Его лицо было искажено и бледно. Вместо ответа он показывал рукой вниз.
Внизу действительно было страшно.
Самое трагическое парламентское заседание в мировой истории близилось к концу.
До полудня 9 термидора обе стороны только готовились к бою, действуя преимущественно хитростью и обманом. Партия Робеспьера пыталась задержать в Комитете Общественного Спасения тех его членов, присутствие которых на заседании Конвента могло быть для нее особенно опасно. Для этого Сен-Жюст оставался в Комитете всю ночь, стараясь успокоить заговорщиков и отвлечь их подозрения. В пять часов утра он ушел, обещав вернуться к десяти и дать Комитету на предварительный просмотр текст своей речи. В действительности речь, которая имела целью погубить Комитет Общественного Спасения, была уже готова у Сен-Жюста. Выйдя из Национального Дворца, он сел на коня и поскакал в Булонский лес. Быстрая скачка освежила его после бессонной ночи и подготовила нервы для решительного боя. Сен-Жюст вернулся домой и тщательно сделал туалет перед зеркалом, в последний раз прорепетировав для трибуны самую ледяную и неумолимую из своих поз. Он остался доволен. Туалет и поза были хороши как на случай победного торжества, так на случай поражения и казни. Сен-Жюст допускал обе возможности и почти не боялся смерти: в истории ему было обеспечено бессмертие рядом с героями Плутарха. Из дому, не заходя в Комитет Общественного Спасения, он отправился прямо на заседание Конвента. Предполагалось, что его речь и краткое выступление Робеспьера решат дело прежде, чем члены Комитета успеют подготовить сопротивление. В свою очередь, и заговорщики принимали хитрые меры. Оставшись на всю ночь в Комитете, они вызвали туда главных агентов Робеспьера из Коммуны и долго по очереди занимали их пустыми разговорами для того, чтобы помешать им собирать вооруженную силу для триумвиров.

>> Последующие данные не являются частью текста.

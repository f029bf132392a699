//! The `print` builtin and its HTML escaping.

use crate::error::EvalResult;
use stencil_types::Value;

/// Concatenate print arguments and escape the result.
///
/// Strings are used as-is; any other value is written as JSON text.
pub fn print_values(values: &[Value]) -> EvalResult<String> {
    let mut joined = String::new();
    for value in values {
        match value {
            Value::String(s) => joined.push_str(s),
            other => joined.push_str(&serde_json::to_string(other)?),
        }
    }
    Ok(escape_html(&joined))
}

/// Replace `&`, `<` and `>` with numeric character references.
///
/// One left-to-right pass; replacement text is never re-scanned, so `&`
/// becomes `&#38;` exactly once. Quotes pass through unchanged.
pub fn escape_html(text: &str) -> String {
    let mut out = String::with_capacity(text.len());
    for ch in text.chars() {
        match ch {
            '&' | '<' | '>' => {
                out.push_str("&#");
                out.push_str(&u32::from(ch).to_string());
                out.push(';');
            }
            _ => out.push(ch),
        }
    }
    out
}
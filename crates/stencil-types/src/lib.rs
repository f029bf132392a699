//! Shared types for the Stencil template compiler.
//!
//! This crate defines the template IR produced by the scanner, the AST of
//! embedded code fragments, source spans, and the error types used across
//! all pipeline stages.

mod error;
mod span;
pub mod ast;
pub mod ir;

pub use error::{EvalError, SyntaxError, TemplateError};
pub use ir::{Node, NodeKind, Template};
pub use span::{SourceFile, Span};

/// Values bound into templates.
pub use serde_json::Value;

/// A name → value mapping used for globals and per-render imports.
pub type Bindings = serde_json::Map<String, Value>;

/// Result type used throughout the Stencil pipeline.
pub type Result<T> = std::result::Result<T, TemplateError>;
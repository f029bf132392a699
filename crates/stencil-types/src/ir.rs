//! Template intermediate representation.
//!
//! The scanner turns template source into a flat, ordered list of [`Node`]s.
//! Literal text is stored decoded; escaping only happens when the program
//! is rendered as text (see the [`Display`](fmt::Display) impls).

use crate::Span;
use std::fmt;

/// Name of the output accumulator in the textual program form.
pub const ACCUMULATOR: &str = "_result";

/// One statement of a scanned template.
///
/// For tags, `span` covers the fragment between the markers and the close
/// delimiter, so fragment tokens can be positioned inside the template.
#[derive(Debug, Clone, PartialEq, Eq)]
pub struct Node {
    pub kind: NodeKind,
    pub span: Span,
}

impl Node {
    pub fn new(kind: NodeKind, span: Span) -> Self {
        Self { kind, span }
    }
}

/// What a [`Node`] does when the template runs.
#[derive(Debug, Clone, PartialEq, Eq)]
pub enum NodeKind {
    /// Append this text to the output.
    Literal(String),
    /// Run this fragment verbatim (`<% ... %>`).
    Code(String),
    /// Evaluate the fragment and print it escaped (`<%= ... %>`).
    Print(String),
    /// Render another template and splice it in (`<%# ... %>`).
    Include(String),
}

/// A scanned template: the "program text" stored in the cache.
///
/// Immutable once produced; a refresh replaces the whole value.
#[derive(Debug, Clone, Default, PartialEq, Eq)]
pub struct Template {
    pub nodes: Vec<Node>,
}

impl Template {
    pub fn new(nodes: Vec<Node>) -> Self {
        Self { nodes }
    }

    pub fn is_empty(&self) -> bool {
        self.nodes.is_empty()
    }

    /// The complete executable unit as text, as returned in raw mode.
    ///
    /// `include_base` is the directory includes are resolved against.
    pub fn assembled_text(&self, include_base: &str) -> String {
        format!(
            "var {ACCUMULATOR}='',include=bind_include('{}'),print=escape_print;\n{self};\nreturn {ACCUMULATOR}",
            escape_literal(include_base)
        )
    }
}

impl fmt::Display for Template {
    fn fmt(&self, f: &mut fmt::Formatter<'_>) -> fmt::Result {
        for node in &self.nodes {
            write!(f, "{node}")?;
        }
        Ok(())
    }
}

impl fmt::Display for Node {
    fn fmt(&self, f: &mut fmt::Formatter<'_>) -> fmt::Result {
        match &self.kind {
            NodeKind::Literal(text) => write!(f, "{ACCUMULATOR}+='{}';", escape_literal(text)),
            NodeKind::Code(src) => writeln!(f, "{src}"),
            NodeKind::Print(src) => writeln!(f, "print({src})"),
            NodeKind::Include(src) => writeln!(f, "include({src})"),
        }
    }
}

/// Escape text so it can sit inside a single-quoted string literal.
pub fn escape_literal(text: &str) -> String {
    let mut out = String::with_capacity(text.len());
    for ch in text.chars() {
        match ch {
            '\\' => out.push_str("\\\\"),
            '\'' => out.push_str("\\'"),
            '\n' => out.push_str("\\n"),
            _ => out.push(ch),
        }
    }
    out
}

#[cfg(test)]
mod tests {
    use super::*;

    fn node(kind: NodeKind) -> Node {
        Node::new(kind, Span::default())
    }

    #[test]
    fn test_literal_display_escapes_quotes_and_breaks() {
        let n = node(NodeKind::Literal("it's\na \\ b".into()));
        assert_eq!(n.to_string(), "_result+='it\\'s\\na \\\\ b';");
    }

    #[test]
    fn test_program_text_in_source_order() {
        let t = Template::new(vec![
            node(NodeKind::Literal("Hello ".into())),
            node(NodeKind::Print(" name ".into())),
            node(NodeKind::Code(" if (x) { ".into())),
            node(NodeKind::Include(" 'b' ".into())),
        ]);
        assert_eq!(
            t.to_string(),
            "_result+='Hello ';print( name )\n if (x) { \ninclude( 'b' )\n"
        );
    }

    #[test]
    fn test_assembled_text_wraps_program() {
        let t = Template::new(vec![node(NodeKind::Literal("x".into()))]);
        let text = t.assembled_text("views");
        assert!(text.starts_with("var _result='',include=bind_include('views')"));
        assert!(text.contains("_result+='x';"));
        assert!(text.ends_with("return _result"));
    }
}
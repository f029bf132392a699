//! Value helpers: truthiness, equality, number normalization and text forms.
//!
//! Template values are plain JSON values. Arithmetic runs on `f64`; results
//! that are whole numbers are stored as integers so they print as `3`,
//! not `3.0`.

use serde_json::Number;
use stencil_types::Value;

/// Largest integer an `f64` represents exactly.
const MAX_SAFE_INTEGER: f64 = 9_007_199_254_740_991.0;

/// Human-readable type name for error messages.
pub fn type_name(value: &Value) -> &'static str {
    match value {
        Value::Null => "null",
        Value::Bool(_) => "boolean",
        Value::Number(_) => "number",
        Value::String(_) => "string",
        Value::Array(_) => "array",
        Value::Object(_) => "object",
    }
}

/// JavaScript-style truthiness.
pub fn is_truthy(value: &Value) -> bool {
    match value {
        Value::Null => false,
        Value::Bool(b) => *b,
        Value::Number(n) => n.as_f64().is_some_and(|f| f != 0.0 && !f.is_nan()),
        Value::String(s) => !s.is_empty(),
        Value::Array(_) | Value::Object(_) => true,
    }
}

/// Build a number value, preferring the integer representation.
/// Non-finite results become `null`, as JSON has no encoding for them.
pub fn number(f: f64) -> Value {
    if f.is_finite() && f.fract() == 0.0 && f.abs() <= MAX_SAFE_INTEGER {
        Value::from(f as i64)
    } else {
        Number::from_f64(f).map(Value::Number).unwrap_or(Value::Null)
    }
}

/// Structural equality; numbers compare by numeric value.
pub fn loose_eq(a: &Value, b: &Value) -> bool {
    match (a, b) {
        (Value::Number(x), Value::Number(y)) => x.as_f64() == y.as_f64(),
        (Value::Array(xs), Value::Array(ys)) => {
            xs.len() == ys.len() && xs.iter().zip(ys).all(|(x, y)| loose_eq(x, y))
        }
        (Value::Object(xs), Value::Object(ys)) => {
            xs.len() == ys.len()
                && xs
                    .iter()
                    .all(|(k, x)| ys.get(k).is_some_and(|y| loose_eq(x, y)))
        }
        _ => a == b,
    }
}

/// Text used by string concatenation and `join`.
///
/// Strings are used as-is, arrays join their elements with `,`, objects
/// print as `[object Object]`.
pub fn to_text(value: &Value) -> String {
    match value {
        Value::Null => "null".to_string(),
        Value::Bool(b) => b.to_string(),
        Value::Number(n) => match n.as_f64() {
            Some(f) if n.is_f64() => f.to_string(),
            _ => n.to_string(),
        },
        Value::String(s) => s.clone(),
        Value::Array(items) => items
            .iter()
            .map(|item| match item {
                Value::Null => String::new(),
                other => to_text(other),
            })
            .collect::<Vec<_>>()
            .join(","),
        Value::Object(_) => "[object Object]".to_string(),
    }
}

#[cfg(test)]
mod tests {
    use super::*;
    use serde_json::json;

    #[test]
    fn test_truthiness() {
        for falsy in [json!(null), json!(false), json!(0), json!(0.0), json!("")] {
            assert!(!is_truthy(&falsy), "{falsy} should be falsy");
        }
        for truthy in [json!(true), json!(-1), json!("0"), json!([]), json!({})] {
            assert!(is_truthy(&truthy), "{truthy} should be truthy");
        }
    }

    #[test]
    fn test_number_prefers_integers() {
        assert_eq!(number(3.0), json!(3));
        assert_eq!(number(2.5), json!(2.5));
        assert_eq!(number(f64::INFINITY), Value::Null);
        assert_eq!(serde_json::to_string(&number(6.0 / 2.0)).unwrap(), "3");
    }

    #[test]
    fn test_loose_eq_ignores_number_representation() {
        assert!(loose_eq(&json!(1), &json!(1.0)));
        assert!(loose_eq(&json!({"a": [1, 2]}), &json!({"a": [1.0, 2]})));
        assert!(!loose_eq(&json!("1"), &json!(1)));
    }

    #[test]
    fn test_to_text() {
        assert_eq!(to_text(&json!([1, "a", null, true])), "1,a,,true");
        assert_eq!(to_text(&json!({"a": 1})), "[object Object]");
        assert_eq!(to_text(&json!(1.5)), "1.5");
        assert_eq!(to_text(&json!(7)), "7");
    }
}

Хитрости были довольно дешевые. Однако все эти люди, которые воспитались на истории Рима, которые писали по-французски с грубыми ошибками, но зато могли говорить по-латыни, твердо помнили, что у Тацита, у Саллюстия, у Светония рассказывается о таких же хитростях, имевших самые замечательные исторические результаты. Кроме того, нервы у большинства руководящих людей Конвента были так мучительно напряжены долгим непрерывным ожиданием эшафота, что они не могли ни минуты оставаться без дела, не выдумывая для своего спасения и для спасения Республики новых хитростей, обманов и подходов. Из обеих комбинаций не вышло ничего. Вместо задержанных в Комитете Общественного Спасения агентов Робеспьера в Париже ночью работали их товарищи. С другой стороны, заседание Конвента началось с опозданием, и, как только Сен-Жюст взошел на трибуну, по первым его словам, по его особенно ледяной позе, по неумолимому жесту руки, которой он с большой высоты рубил точно ножом гильотины (этот жест у него выходил очень хорошо и действительно наводил часто ужас на робких людей), противники Робеспьера сразу сообразили, в чем дело, и тотчас дали знать в Комитет Общественного Спасения. Таким образом, Барер, Камбон, Бильо-Варени, ожидавшие там Сен-Жюста, явились в Конвент лишь с небольшим опозданием.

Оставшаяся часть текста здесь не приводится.